When Last I Died
- First US edition
- Author: Gladys Mitchell
- Language: English
- Series: Mrs Bradley
- Genre: Mystery
- Publisher: Michael Joseph (UK) Alfred A. Knopf (US)
- Publication date: 1941
- Publication place: United Kingdom
- Media type: Print
- Preceded by: Hangman's Curfew
- Followed by: Laurels Are Poison

= When Last I Died =

1941 novel

When Last I Died is a 1941 mystery detective novel by the British writer Gladys Mitchell. It is the thirteenth in her long-running series featuring the psychoanalyst and amateur detective Mrs Bradley.
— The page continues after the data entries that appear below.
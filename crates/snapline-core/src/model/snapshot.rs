//! Snapshots and commit kinds.

use chrono::{DateTime, Utc};
use serde::{Deserialize, Serialize};
use std::fmt;

/// The kind of change a commit represents.
///
/// The kind only influences conflict tie-breaking and post-commit catalog
/// behavior; every kind runs through the same commit state machine.
#[derive(Debug, Clone, Copy, PartialEq, Eq, Hash, PartialOrd, Ord, Serialize, Deserialize)]
#[serde(rename_all = "kebab-case")]
pub enum CommitKind {
    /// Append newly discovered files to the table
    IncrementalRefresh,
    /// Refresh a subset of partitions
    PartialRefresh,
    /// Row-level insert/update/delete
    Dml,
    /// Replace the full file listing
    FullRefresh,
}

impl CommitKind {
    /// All commit kinds.
    pub const ALL: [CommitKind; 4] = [
        CommitKind::IncrementalRefresh,
        CommitKind::PartialRefresh,
        CommitKind::Dml,
        CommitKind::FullRefresh,
    ];

    /// Stable label used in summaries, logs and config.
    pub fn as_str(&self) -> &'static str {
        match self {
            CommitKind::IncrementalRefresh => "incremental-refresh",
            CommitKind::PartialRefresh => "partial-refresh",
            CommitKind::Dml => "dml",
            CommitKind::FullRefresh => "full-refresh",
        }
    }

    /// Whether the catalog should receive the table schema after a commit.
    ///
    /// DML never changes the schema, so only the snapshot pointer is mirrored.
    pub fn syncs_schema(&self) -> bool {
        !matches!(self, CommitKind::Dml)
    }
}

impl fmt::Display for CommitKind {
    fn fmt(&self, f: &mut fmt::Formatter<'_>) -> fmt::Result {
        f.write_str(self.as_str())
    }
}

/// Operation summary of a snapshot.
#[derive(Debug, Clone, PartialEq, Eq, Serialize, Deserialize)]
pub struct SnapshotSummary {
    /// Kind of commit that produced the snapshot
    pub operation: CommitKind,
    /// Number of added files
    pub added_files: u64,
    /// Number of deleted files
    pub deleted_files: u64,
    /// Number of added records
    pub added_records: u64,
    /// Number of deleted records
    pub deleted_records: u64,
    /// Total data files in the snapshot
    pub total_files: u64,
    /// Total records in the snapshot
    pub total_records: u64,
}

impl SnapshotSummary {
    /// An empty summary for the given operation.
    pub fn empty(operation: CommitKind) -> Self {
        Self {
            operation,
            added_files: 0,
            deleted_files: 0,
            added_records: 0,
            deleted_records: 0,
            total_files: 0,
            total_records: 0,
        }
    }
}

/// An immutable version of the table contents.
#[derive(Debug, Clone, PartialEq, Eq, Serialize, Deserialize)]
pub struct Snapshot {
    /// Snapshot id, monotonically assigned
    pub snapshot_id: i64,
    /// Parent snapshot, none for the first snapshot
    #[serde(default, skip_serializing_if = "Option::is_none")]
    pub parent_snapshot_id: Option<i64>,
    /// Sequence number
    pub sequence_number: i64,
    /// Wall-clock commit time
    pub timestamp: DateTime<Utc>,
    /// Manifest list location
    pub manifest_list: String,
    /// Partition statistics file location
    #[serde(default, skip_serializing_if = "Option::is_none")]
    pub partition_stats: Option<String>,
    /// Schema the snapshot was written with
    pub schema_id: i32,
    /// Operation summary
    pub summary: SnapshotSummary,
}

impl Snapshot {
    /// Age of the snapshot relative to `now`, in milliseconds.
    pub fn age_ms(&self, now: DateTime<Utc>) -> i64 {
        (now - self.timestamp).num_milliseconds()
    }

    /// Metadata files owned by this snapshot: manifest list and stats file.
    pub fn metadata_files(&self) -> impl Iterator<Item = &str> {
        std::iter::once(self.manifest_list.as_str()).chain(self.partition_stats.as_deref())
    }
}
In a review in The Observer, Maurice Richardson described it as "perhaps Miss Mitchell’s best, most ingenious crime story yet."

==Synopsis==
After renting a house by the seaside Mrs Bradley comes across the diary of a former tenant in the house Bella Foxley, once accused of murdering her cousin some years before. Convinced that Bella was unfairly accused, Mrs Bradley takes it upon herself to investigate a supposedly haunted house where the murder has taken place.

==Bibliography==
- Klein, Kathleen Gregory. Great Women Mystery Writers: Classic to Contemporary. Greenwood Press, 1994.
- Miskimmin, Esme. 100 British Crime Writers. Springer Nature, 2020.
- Reilly, John M. Twentieth Century Crime & Mystery Writers. Springer, 2015.